Law and order: Lahore High Court orders release of Sipah-i-Muhammad leader on interim bail

He had been detained on charges of inciting sectarian hatred


Rana Tanveer July 08, 2015
He had been detained on charges of inciting sectarian hatred. PHOTO: LHC.GOV.PK

LAHORE: Lahore High Court on Wednesday recovered a leader of a banned sectarian organisation from the custody of a law enforcement agency and ordered his release on an interim bail till July 14.

Earlier, an official of the Counter Terrorism Department told the court that Ghulam Raza Naqvi, a leader of Sipah-i-Muhammad, was taken into custody on June 29 on charges of inciting sectarian hatred. He said an FIR was later registered against the suspect.

Petitioner Abu Turab Naqvi, son of the suspect, submitted that he and his father were taken into custody minutes after the latter’s release from a prison where he had been detained for over three months under Section 16 of the Maintenance of Public Order (MPO) Ordinance. He said some men who had identified themselves as officials of a law enforcement agency took them to an undisclosed location. He was released later, he added.

The petitioner further stated that his father’s detention under Section 16 of the MPO had started on February 29, about three months after his release on court orders on completion of a life and three 10 year prison terms in November 2014.

“A police party raided our house and took him into custody,” Turab Naqvi said.

He said the law enforcement agencies kept his father in detention for over three months.
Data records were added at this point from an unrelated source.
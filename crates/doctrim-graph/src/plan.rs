//! Deletion planning.

use std::path::{Path, PathBuf};

use rustc_hash::FxHashSet;
use serde::{Deserialize, Serialize};

use crate::file_id::FileId;
use crate::graph::ReferenceGraph;

/// What a plan entry removes.
#[derive(Debug, Clone, Copy, PartialEq, Eq, Hash, PartialOrd, Ord, Serialize, Deserialize)]
#[serde(rename_all = "lowercase")]
pub enum EntryKind {
    Document,
    Asset,
}

#[derive(Debug, Clone, PartialEq, Eq, Serialize, Deserialize)]
pub struct PlanEntry {
    pub path: FileId,
    pub kind: EntryKind,
}

/// Ordered list of files to delete: documents first, then assets, each
/// sorted by path.
#[derive(Debug, Clone, PartialEq, Eq, Serialize, Deserialize)]
pub struct DeletionPlan {
    root: PathBuf,
    entries: Vec<PlanEntry>,
}

impl DeletionPlan {
    /// Project root the plan was computed for.
    pub fn root(&self) -> &Path {
        &self.root
    }

    pub fn entries(&self) -> &[PlanEntry] {
        &self.entries
    }

    pub fn documents(&self) -> impl Iterator<Item = &FileId> {
        self.entries_of(EntryKind::Document)
    }

    pub fn assets(&self) -> impl Iterator<Item = &FileId> {
        self.entries_of(EntryKind::Asset)
    }

    pub fn contains(&self, path: &FileId) -> bool {
        self.entries.iter().any(|entry| &entry.path == path)
    }

    pub fn len(&self) -> usize {
        self.entries.len()
    }

    pub fn is_empty(&self) -> bool {
        self.entries.is_empty()
    }

    fn entries_of(&self, kind: EntryKind) -> impl Iterator<Item = &FileId> {
        self.entries
            .iter()
            .filter(move |entry| entry.kind == kind)
            .map(|entry| &entry.path)
    }
}

/// Compute the deletion plan for `orphans`.
///
/// Every orphan is planned. An asset is planned only when it has at least one
/// referrer and all of its referrers are orphans, so an asset shared with a
/// surviving document is never removed. An asset path that is itself a
/// surviving document is never planned either. Protected documents are
/// dropped from `orphans` and keep whatever they reference.
pub fn plan(graph: &ReferenceGraph, orphans: &[FileId]) -> DeletionPlan {
    let orphans: Vec<&FileId> = orphans
        .iter()
        .filter(|doc| !graph.is_protected(doc))
        .collect();
    let orphaned: FxHashSet<&FileId> = orphans.iter().copied().collect();

    let mut documents: Vec<FileId> = orphans.into_iter().cloned().collect();
    documents.sort();
    documents.dedup();

    let mut assets: Vec<FileId> = graph
        .asset_referrers
        .iter()
        .filter(|(asset, referrers)| {
            !referrers.is_empty()
                && referrers.iter().all(|doc| orphaned.contains(doc))
                && !graph.contains_document(asset)
        })
        .map(|(asset, _)| asset.clone())
        .collect();
    assets.sort();

    let entries = documents
        .into_iter()
        .map(|path| PlanEntry {
            path,
            kind: EntryKind::Document,
        })
        .chain(assets.into_iter().map(|path| PlanEntry {
            path,
            kind: EntryKind::Asset,
        }))
        .collect();

    DeletionPlan {
        root: graph.root().to_path_buf(),
        entries,
    }
}

#[cfg(test)]
mod tests {
    use super::*;
    use crate::scanner::ReferenceKind;

    fn doc(name: &str) -> FileId {
        FileId::new(format!("/docs/{name}.rst"))
    }

    fn asset(name: &str) -> FileId {
        FileId::new(format!("/docs/{name}"))
    }

    #[test]
    fn shared_assets_survive() {
        let mut graph = ReferenceGraph::new("/docs");
        graph.add_asset_edge(doc("x"), asset("img.png"));
        graph.add_asset_edge(doc("y"), asset("img.png"));
        graph.add_asset_edge(doc("x"), asset("only-x.png"));

        let plan = plan(&graph, &[doc("x")]);
        assert_eq!(plan.documents().collect::<Vec<_>>(), vec![&doc("x")]);
        assert_eq!(plan.assets().collect::<Vec<_>>(), vec![&asset("only-x.png")]);
    }

    #[test]
    fn documents_come_before_assets_sorted() {
        let mut graph = ReferenceGraph::new("/docs");
        graph.add_asset_edge(doc("b"), asset("z.png"));
        graph.add_asset_edge(doc("a"), asset("a.png"));

        let plan = plan(&graph, &[doc("b"), doc("a")]);
        let kinds: Vec<(String, EntryKind)> = plan
            .entries()
            .iter()
            .map(|e| (e.path.to_string(), e.kind))
            .collect();
        assert_eq!(
            kinds,
            vec![
                ("/docs/a.rst".to_string(), EntryKind::Document),
                ("/docs/b.rst".to_string(), EntryKind::Document),
                ("/docs/a.png".to_string(), EntryKind::Asset),
                ("/docs/z.png".to_string(), EntryKind::Asset),
            ]
        );
    }

    #[test]
    fn no_orphans_means_empty_plan() {
        let mut graph = ReferenceGraph::new("/docs");
        graph.add_document_edge(doc("index"), doc("a"), ReferenceKind::ChildDocument);
        graph.add_asset_edge(doc("a"), asset("logo.png"));

        assert!(plan(&graph, &[]).is_empty());
    }

    #[test]
    fn protected_documents_are_never_planned() {
        let mut graph = ReferenceGraph::new("/docs");
        graph.add_protected_document(doc("wip"));
        graph.add_asset_edge(doc("wip"), asset("draft.png"));

        let plan = plan(&graph, &[doc("wip")]);
        assert!(plan.is_empty());
    }

    #[test]
    fn serializes_with_lowercase_kinds() {
        let mut graph = ReferenceGraph::new("/docs");
        graph.add_document(doc("old"));

        let json = serde_json::to_string(&plan(&graph, &[doc("old")])).unwrap();
        assert_eq!(
            json,
            r#"{"root":"/docs","entries":[{"path":"/docs/old.rst","kind":"document"}]}"#
        );
    }
}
Under the law, he said, they were required to produce him before a review board comprising LHC judges after three months of detention to seek an extension in the detention term. He said a petition he had filed in the LHC against his father’s detention for over three months was still pending a hearing.

The petitioner said that in 1994 his father had been sentenced to death for the murder of Haji Imtiaz and Shahid Javed; and three 10-year prison terms for a murder attempt on Sipah-i-Sahaba Pakistan leader Azam Tariq, damaging a vehicle and possessing explosive substances, respectively. He said all four sentences had started concurrently under Section 382-B of the Criminal Procedures Code. On October 21, 2014, an LHC division bench had reduced his death sentence to a life sentence.

He said his father had been released from the prison on October 27, 2014, but detained again by some officials of a law enforcement agency. He said the detention had been declared illegal and authorities asked to release him on November 6, 2014.

Sipah-i-Muhammad Pakistan had been declared a terrorist organisation and banned on August 14, 2001, under then President General (r) Pervez Musharraf.

The group had been founded by Maulana Mureed Abbas Yazdani as a political party in early 1990s. Several leaders of the group had been accused of killing SSP leader Haq Nawaz Jhangvi and others.

Published in The Express Tribune, July 9th, 2015.